Les tulipes hybrides

Tulipes Encre 25x25cm

La pluie crépite sur le parapluie. Elle commence tout doucement en feu de brindilles, puis s'installe régulièrement en vos pas. Vous aimez le printemps pour ses contrastes : infinies nuances de vert, ponctuées de jaune d'or ou de blanc nacré, sur fond gris ardoise des Alpes et vif-argent du grand lac.

L'été, le soleil absorbe tout, vous le fuyez.
A moins qu'il ne vous emmène sur les hauteurs, comme la saison passée à Bettmeralp dans le Valais, car dans l'atelier aux baies d'aquarium, le thermomètre dépassait les 40°.
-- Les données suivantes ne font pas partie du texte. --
//! Job acquisition and execution.
//!
//! - **Job**: persisted deferred work with lock, retry and backoff state
//! - **Handlers**: what a job does, registered by `handler_type`
//! - **Executor**: commands that run, create, unlock and reset jobs
//! - **Strategies**: which due jobs a cycle locks and how long it idles
//! - **Acquisition**: one named polling loop shared by registered engines
//! - **Scheduler**: owns the acquisitions and their shared worker pool
//!
//! # Architecture
//!
//! ```text
//! JobScheduler
//!  ├── JobAcquisition "default" ──┐   lock batch (UnitOfWork)   ┌─────────────┐
//!  ├── JobAcquisition "batch"   ──┼───────────────────────────▶│ EngineStore │
//!  │                              │                             └─────────────┘
//!  └── WorkerPool ◀───────────────┘   one permit per locked job
//!        └── ExecuteJobCommand, each in its own UnitOfWork
//! ```

pub mod acquisition;
pub mod executor;
pub mod handler;
pub mod job;
pub mod scheduler;
pub mod strategy;
pub mod worker_pool;

pub use acquisition::{AcquisitionContext, AcquisitionState, AcquisitionStats, JobAcquisition};
pub use executor::{
    CreateJobCommand, ExecuteJobCommand, JobOutcome, RecordJobFailureCommand,
    SetJobRetriesCommand, UnlockJobCommand,
};
pub use handler::{
    AsyncContinuation, AsyncContinuationHandler, DelegateCall, DelegateJobHandler,
    EventDeliveryHandler, JobHandler, JobHandlerRegistry, ASYNC_CONTINUATION_HANDLER,
    DELEGATE_HANDLER, EVENT_DELIVERY_HANDLER,
};
pub use job::{BackoffStrategy, JobEntity, JobId, RetryPolicy};
pub use scheduler::JobScheduler;
pub use strategy::{
    AcquisitionStrategy, IdleBackoffStrategy, SequentialStrategy, StrategyRegistry,
    BACKOFF_STRATEGY, SEQUENTIAL_STRATEGY,
};
pub use worker_pool::{WorkerPermit, WorkerPool, WorkerPoolConfig, WorkerPoolStats};
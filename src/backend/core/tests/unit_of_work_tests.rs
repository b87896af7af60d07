//! Integration tests for units of work and the command executor.
//!
//! Tests cover:
//! - All-or-nothing flushes
//! - Listener firing on commit, rollback and flush failure
//! - Savepoints
//! - Nested commands sharing one unit of work

use async_trait::async_trait;
use parking_lot::Mutex;
use std::sync::atomic::{AtomicUsize, Ordering};
use std::sync::Arc;

use conductor_core::context::{Command, CommandExecutor, TransactionOutcome, UnitOfWork};
use conductor_core::error::{ConductorError, ErrorCode, Result};
use conductor_core::execution::{ExecutionId, ExecutionNode};
use conductor_core::jobs::{CreateJobCommand, JobEntity, JobId};
use conductor_core::persistence::{EngineStore, InMemoryStore, Mutation};

fn setup() -> (Arc<InMemoryStore>, CommandExecutor) {
    let store = Arc::new(InMemoryStore::new());
    let executor = CommandExecutor::new(store.clone());
    (store, executor)
}

async fn seed_job(executor: &CommandExecutor) -> JobId {
    executor
        .execute(&CreateJobCommand {
            job: JobEntity::new("noop"),
        })
        .await
        .unwrap()
}

// ============================================================================
// Flush Tests
// ============================================================================

#[tokio::test]
async fn test_commit_flushes_all_mutations() {
    let (store, executor) = setup();

    let mut ctx = executor.open();
    ctx.stage(Mutation::InsertExecution(ExecutionNode::process_instance("pi-1")));
    ctx.stage(Mutation::InsertJob(JobEntity::new("noop")));
    ctx.stage(Mutation::InsertJob(JobEntity::new("noop")));
    ctx.close(TransactionOutcome::Committed).await.unwrap();

    assert_eq!(store.execution_count(), 1);
    assert_eq!(store.job_count(), 2);
}

#[tokio::test]
async fn test_rollback_discards_mutations() {
    let (store, executor) = setup();

    let mut ctx = executor.open();
    ctx.stage(Mutation::InsertJob(JobEntity::new("noop")));
    ctx.close(TransactionOutcome::RolledBack).await.unwrap();

    assert_eq!(store.job_count(), 0);
}

#[tokio::test]
async fn test_failed_flush_applies_nothing() {
    let (store, executor) = setup();
    let job_id = seed_job(&executor).await;

    let mut ctx = executor.open();
    ctx.stage(Mutation::InsertExecution(ExecutionNode::process_instance("pi-1")));
    ctx.stage(Mutation::DeleteJob {
        id: job_id,
        revision: 99,
    });
    let err = ctx.close(TransactionOutcome::Committed).await.unwrap_err();

    assert_eq!(err.code(), ErrorCode::OptimisticLockConflict);
    assert_eq!(store.execution_count(), 0);
    assert!(store.find_job(job_id).await.unwrap().is_some());
}

// ============================================================================
// Listener Tests
// ============================================================================

#[tokio::test]
async fn test_flush_failure_fires_rollback_listeners_and_keeps_error() {
    let (store, executor) = setup();
    let job_id = seed_job(&executor).await;

    let rolled_back = Arc::new(AtomicUsize::new(0));
    let committed = Arc::new(AtomicUsize::new(0));

    let mut ctx = executor.open();
    ctx.stage(Mutation::DeleteJob {
        id: job_id,
        revision: 99,
    });

    let counter = rolled_back.clone();
    ctx.on_rollback("failing-cleanup", move || {
        counter.fetch_add(1, Ordering::SeqCst);
        Err(ConductorError::internal("cleanup failed"))
    });
    let counter = rolled_back.clone();
    ctx.on_rollback("cleanup", move || {
        counter.fetch_add(1, Ordering::SeqCst);
        Ok(())
    });
    let counter = committed.clone();
    ctx.on_commit("notify", move || {
        counter.fetch_add(1, Ordering::SeqCst);
        Ok(())
    });

    let err = ctx.close(TransactionOutcome::Committed).await.unwrap_err();

    // the flush error wins over the failing rollback listener
    assert_eq!(err.code(), ErrorCode::OptimisticLockConflict);
    assert_eq!(rolled_back.load(Ordering::SeqCst), 2);
    assert_eq!(committed.load(Ordering::SeqCst), 0);
    assert!(store.find_job(job_id).await.unwrap().is_some());
}

#[tokio::test]
async fn test_commit_listeners_fire_in_order() {
    let (_store, executor) = setup();
    let order = Arc::new(Mutex::new(Vec::new()));

    let mut ctx = executor.open();
    for name in ["first", "second", "third"] {
        let order = order.clone();
        ctx.on_commit(name, move || {
            order.lock().push(name);
            Ok(())
        });
    }
    let rolled_back = Arc::new(AtomicUsize::new(0));
    let counter = rolled_back.clone();
    ctx.on_rollback("never", move || {
        counter.fetch_add(1, Ordering::SeqCst);
        Ok(())
    });

    ctx.close(TransactionOutcome::Committed).await.unwrap();

    assert_eq!(*order.lock(), vec!["first", "second", "third"]);
    assert_eq!(rolled_back.load(Ordering::SeqCst), 0);
}

#[tokio::test]
async fn test_failing_commit_listener_does_not_stop_the_rest() {
    let (_store, executor) = setup();
    let fired = Arc::new(AtomicUsize::new(0));
    let rolled_back = Arc::new(AtomicUsize::new(0));

    let mut ctx = executor.open();
    ctx.on_commit("broken", || Err(ConductorError::internal("boom")));
    let counter = fired.clone();
    ctx.on_commit("after-broken", move || {
        counter.fetch_add(1, Ordering::SeqCst);
        Ok(())
    });
    let counter = rolled_back.clone();
    ctx.on_rollback("compensate", move || {
        counter.fetch_add(1, Ordering::SeqCst);
        Ok(())
    });

    let err = ctx.close(TransactionOutcome::Committed).await.unwrap_err();

    assert_eq!(err.code(), ErrorCode::ListenerFailed);
    assert_eq!(fired.load(Ordering::SeqCst), 1);
    assert_eq!(rolled_back.load(Ordering::SeqCst), 1);
}

#[tokio::test]
async fn test_rollback_listener_failure_is_not_raised() {
    let (_store, executor) = setup();

    let mut ctx = executor.open();
    ctx.on_rollback("broken", || Err(ConductorError::internal("boom")));

    assert!(ctx.close(TransactionOutcome::RolledBack).await.is_ok());
}

// ============================================================================
// Savepoint Tests
// ============================================================================

#[tokio::test]
async fn test_rollback_to_savepoint() {
    let (store, executor) = setup();
    let compensated = Arc::new(AtomicUsize::new(0));
    let committed = Arc::new(AtomicUsize::new(0));

    let mut ctx = executor.open();
    ctx.stage(Mutation::InsertJob(JobEntity::new("kept")));
    let savepoint = ctx.savepoint();

    ctx.stage(Mutation::InsertJob(JobEntity::new("discarded")));
    let counter = compensated.clone();
    ctx.on_rollback("compensate", move || {
        counter.fetch_add(1, Ordering::SeqCst);
        Ok(())
    });
    let counter = committed.clone();
    ctx.on_commit("notify", move || {
        counter.fetch_add(1, Ordering::SeqCst);
        Ok(())
    });

    ctx.rollback_to(savepoint).await;
    assert_eq!(ctx.mutations().len(), 1);
    assert_eq!(compensated.load(Ordering::SeqCst), 1);
    assert_eq!(ctx.listener_count(TransactionOutcome::Committed), 0);

    ctx.close(TransactionOutcome::Committed).await.unwrap();

    let jobs = store.list_jobs().await.unwrap();
    assert_eq!(jobs.len(), 1);
    assert_eq!(jobs[0].handler_type, "kept");
    assert_eq!(committed.load(Ordering::SeqCst), 0);
}

// ============================================================================
// Command Tests
// ============================================================================

struct InsertInstance(&'static str);

#[async_trait]
impl Command for InsertInstance {
    type Output = ();

    fn name(&self) -> &'static str {
        "insert_instance"
    }

    async fn execute(&self, ctx: &mut UnitOfWork) -> Result<()> {
        ctx.stage(Mutation::InsertExecution(ExecutionNode::process_instance(self.0)));
        Ok(())
    }
}

struct InsertThenFail {
    executor: CommandExecutor,
}

#[async_trait]
impl Command for InsertThenFail {
    type Output = ();

    fn name(&self) -> &'static str {
        "insert_then_fail"
    }

    async fn execute(&self, ctx: &mut UnitOfWork) -> Result<()> {
        self.executor
            .execute_nested(ctx, &InsertInstance("inner"))
            .await?;
        Err(ConductorError::validation("outer command rejected"))
    }
}

struct InsertTwice {
    executor: CommandExecutor,
}

#[async_trait]
impl Command for InsertTwice {
    type Output = usize;

    fn name(&self) -> &'static str {
        "insert_twice"
    }

    async fn execute(&self, ctx: &mut UnitOfWork) -> Result<usize> {
        self.executor.execute_nested(ctx, &InsertInstance("a")).await?;
        self.executor.execute_nested(ctx, &InsertInstance("b")).await?;
        Ok(ctx.mutations().len())
    }
}

#[tokio::test]
async fn test_nested_commands_share_unit_of_work() {
    let (store, executor) = setup();
    let outer = InsertTwice {
        executor: CommandExecutor::new(store.clone()),
    };

    let staged = executor.execute(&outer).await.unwrap();

    assert_eq!(staged, 2);
    assert!(store.find_execution(&ExecutionId::from("a")).await.unwrap().is_some());
    assert!(store.find_execution(&ExecutionId::from("b")).await.unwrap().is_some());
}

#[tokio::test]
async fn test_failing_outer_command_discards_nested_work() {
    let (store, executor) = setup();
    let outer = InsertThenFail {
        executor: CommandExecutor::new(store.clone()),
    };

    let err = executor.execute(&outer).await.unwrap_err();

    assert_eq!(err.code(), ErrorCode::ValidationError);
    assert_eq!(store.execution_count(), 0);
}
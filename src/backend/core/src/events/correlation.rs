//! Event correlation.
//!
//! Delivery looks up subscriptions by the exact `(type, name, execution)` key,
//! consumes the first match and resumes its execution in the caller's unit of
//! work. Subscribing twice to the same key is rejected, so at most one
//! subscription is ever a delivery target.

use async_trait::async_trait;
use serde::{Deserialize, Serialize};
use serde_json::Value;
use std::sync::Arc;
use tracing::{debug, info, warn};

use super::{EventSubscription, EventType, SubscriptionId};
use crate::context::{Command, UnitOfWork};
use crate::error::{ConductorError, Result};
use crate::execution::{ExecutionId, ExecutionRuntime, ResumeTrigger};
use crate::jobs::{handler::EVENT_DELIVERY_HANDLER, JobEntity, JobId};
use crate::persistence::Mutation;
use crate::telemetry::EngineMetrics;

/// Configuration of an `event-delivery` job.
#[derive(Debug, Clone, PartialEq, Serialize, Deserialize)]
pub struct EventDelivery {
    pub event_type: EventType,
    pub event_name: String,
    #[serde(default)]
    pub payload: Option<Value>,
}

/// Matches incoming events to waiting executions.
#[derive(Clone)]
pub struct EventCorrelator {
    runtime: Arc<dyn ExecutionRuntime>,
}

impl EventCorrelator {
    pub fn new(runtime: Arc<dyn ExecutionRuntime>) -> Self {
        Self { runtime }
    }

    /// Subscriptions for the key as seen from inside `ctx`: stored ones not yet
    /// consumed by `ctx`, followed by ones `ctx` created.
    pub async fn find_subscriptions(
        &self,
        ctx: &UnitOfWork,
        event_type: EventType,
        event_name: &str,
        execution_id: &ExecutionId,
    ) -> Result<Vec<EventSubscription>> {
        let stored = ctx
            .store()
            .find_subscriptions(event_type, event_name, execution_id)
            .await?;

        let consumed: Vec<SubscriptionId> = ctx
            .mutations()
            .iter()
            .filter_map(|m| match m {
                Mutation::DeleteSubscription(id) => Some(*id),
                _ => None,
            })
            .collect();

        let staged = ctx.mutations().iter().filter_map(|m| match m {
            Mutation::InsertSubscription(s) if s.matches(event_type, event_name, execution_id) => {
                Some(s.clone())
            }
            _ => None,
        });

        Ok(stored
            .into_iter()
            .chain(staged)
            .filter(|s| !consumed.contains(&s.id))
            .collect())
    }

    /// Create a subscription. A second subscription for the same key is rejected,
    /// here when it is visible and otherwise by the store when the unit of work commits.
    pub async fn subscribe(
        &self,
        ctx: &mut UnitOfWork,
        subscription: EventSubscription,
    ) -> Result<SubscriptionId> {
        let existing = self
            .find_subscriptions(
                ctx,
                subscription.event_type,
                &subscription.event_name,
                &subscription.execution_id,
            )
            .await?;

        if !existing.is_empty() {
            return Err(ConductorError::duplicate_subscription(
                subscription.event_type,
                subscription.event_name.clone(),
                &subscription.execution_id,
            ));
        }

        let id = subscription.id;
        debug!(
            unit_of_work = %ctx.id(),
            subscription_id = %id,
            event_type = %subscription.event_type,
            event_name = %subscription.event_name,
            execution_id = %subscription.execution_id,
            "Event subscription created"
        );
        ctx.stage(Mutation::InsertSubscription(subscription));
        Ok(id)
    }

    /// Deliver an event to the subscription with the given key and resume its
    /// execution inside `ctx`.
    ///
    /// No matching subscription is a client error.
    pub async fn deliver(
        &self,
        ctx: &mut UnitOfWork,
        event_type: EventType,
        event_name: &str,
        execution_id: &ExecutionId,
        payload: Option<Value>,
    ) -> Result<SubscriptionId> {
        let matches = self
            .find_subscriptions(ctx, event_type, event_name, execution_id)
            .await?;

        let Some(target) = matches.first() else {
            return Err(ConductorError::subscription_not_found(
                event_type,
                event_name,
                execution_id,
            ));
        };

        if matches.len() > 1 {
            warn!(
                event_type = %event_type,
                event_name = %event_name,
                execution_id = %execution_id,
                count = matches.len(),
                "Duplicate event subscriptions for one correlation key, delivering to the oldest"
            );
        }

        let id = target.id;
        ctx.stage(Mutation::DeleteSubscription(id));
        self.runtime
            .resume(
                ctx,
                execution_id,
                ResumeTrigger::Event {
                    event_type,
                    event_name: event_name.to_string(),
                },
                payload,
            )
            .await?;

        EngineMetrics::record_event_delivered(event_type.as_str());
        info!(
            unit_of_work = %ctx.id(),
            subscription_id = %id,
            event_type = %event_type,
            event_name = %event_name,
            execution_id = %execution_id,
            "Event delivered"
        );
        Ok(id)
    }

    /// Check the subscription exists now and schedule the delivery as an
    /// `event-delivery` job.
    pub async fn deliver_async(
        &self,
        ctx: &mut UnitOfWork,
        event_type: EventType,
        event_name: &str,
        execution_id: &ExecutionId,
        payload: Option<Value>,
        retries: u32,
    ) -> Result<JobId> {
        let matches = self
            .find_subscriptions(ctx, event_type, event_name, execution_id)
            .await?;
        let Some(target) = matches.first() else {
            return Err(ConductorError::subscription_not_found(
                event_type,
                event_name,
                execution_id,
            ));
        };

        let delivery = EventDelivery {
            event_type,
            event_name: event_name.to_string(),
            payload,
        };

        let mut job = JobEntity::new(EVENT_DELIVERY_HANDLER)
            .with_execution(execution_id)
            .with_configuration(serde_json::to_value(&delivery).map_err(ConductorError::serialization)?)
            .with_retries(retries);
        job.process_instance_id = target.process_instance_id.clone();

        let job_id = job.id;
        debug!(
            unit_of_work = %ctx.id(),
            job_id = %job_id,
            event_name = %event_name,
            execution_id = %execution_id,
            "Event delivery scheduled"
        );
        ctx.stage(Mutation::InsertJob(job));
        Ok(job_id)
    }
}

// ═══════════════════════════════════════════════════════════════════════════════
// Commands
// ═══════════════════════════════════════════════════════════════════════════════

pub struct SubscribeCommand<'a> {
    pub correlator: &'a EventCorrelator,
    pub subscription: EventSubscription,
}

#[async_trait]
impl Command for SubscribeCommand<'_> {
    type Output = SubscriptionId;

    fn name(&self) -> &'static str {
        "subscribe"
    }

    async fn execute(&self, ctx: &mut UnitOfWork) -> Result<SubscriptionId> {
        self.correlator.subscribe(ctx, self.subscription.clone()).await
    }
}

pub struct DeliverEventCommand<'a> {
    pub correlator: &'a EventCorrelator,
    pub event_type: EventType,
    pub event_name: String,
    pub execution_id: ExecutionId,
    pub payload: Option<Value>,
}

#[async_trait]
impl Command for DeliverEventCommand<'_> {
    type Output = SubscriptionId;

    fn name(&self) -> &'static str {
        "deliver_event"
    }

    async fn execute(&self, ctx: &mut UnitOfWork) -> Result<SubscriptionId> {
        self.correlator
            .deliver(
                ctx,
                self.event_type,
                &self.event_name,
                &self.execution_id,
                self.payload.clone(),
            )
            .await
    }
}

pub struct DeliverEventAsyncCommand<'a> {
    pub correlator: &'a EventCorrelator,
    pub event_type: EventType,
    pub event_name: String,
    pub execution_id: ExecutionId,
    pub payload: Option<Value>,
    pub retries: u32,
}

#[async_trait]
impl Command for DeliverEventAsyncCommand<'_> {
    type Output = JobId;

    fn name(&self) -> &'static str {
        "deliver_event_async"
    }

    async fn execute(&self, ctx: &mut UnitOfWork) -> Result<JobId> {
        self.correlator
            .deliver_async(
                ctx,
                self.event_type,
                &self.event_name,
                &self.execution_id,
                self.payload.clone(),
                self.retries,
            )
            .await
    }
}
La pluie, vous y êtes habituée. Les ciels du Nord trempés comme une serpillère vous accompagnaient sur le chemin de l'école, la plupart du temps. Cape, Capuche et bottes de caoutchouc, transie du froid humide ou mordue par la bise, vos pantalons mouillés.
Tantôt le brouillard en vraie purée de pois, vous faisait raser les murs des maisons de brique rouge, presque chaud leur contact ; tandis qu'apparaissait titanesque, le terril et sa couverture anthracite. Les ogres se promènent toujours dans l'enfance, vous étiez au bord de votre histoire.

La pluie vous ramène des décennies plus tard à Brasilia, une capitale contemporaine avec un ciel immense toujours en mouvance, une mer inversée. Soudainement des cataractes d'eau s'abattent sur la ville et sur vous. Pas le temps de s'abriter, vous êtes rincée chaudement. Vous êtes pris d'un fou rire et vous essorez votre T-shirt telle une serpillère... en pensant à la wassingue de votre enfance... Dix minutes après, vos vêtements sont secs ! Un ailleurs, les Tropiques.

Photo CQ. 2016

Le bouquet de fleurs cueillies ce matin : pissenlits, branche de Forsythia, renoncules, pervenches, lamier, branche de noisetier est souvent une allégorie du jardin maternel. En toutes saisons il fleurissait et enjolivait la cité minière, dont le moindre espace était plutôt dévolu au champ de pommes de terre. Bref, vous êtes née dans les roses et la fumure du crottin de cheval, qu'on allait ramasser à la pellette sur les routes.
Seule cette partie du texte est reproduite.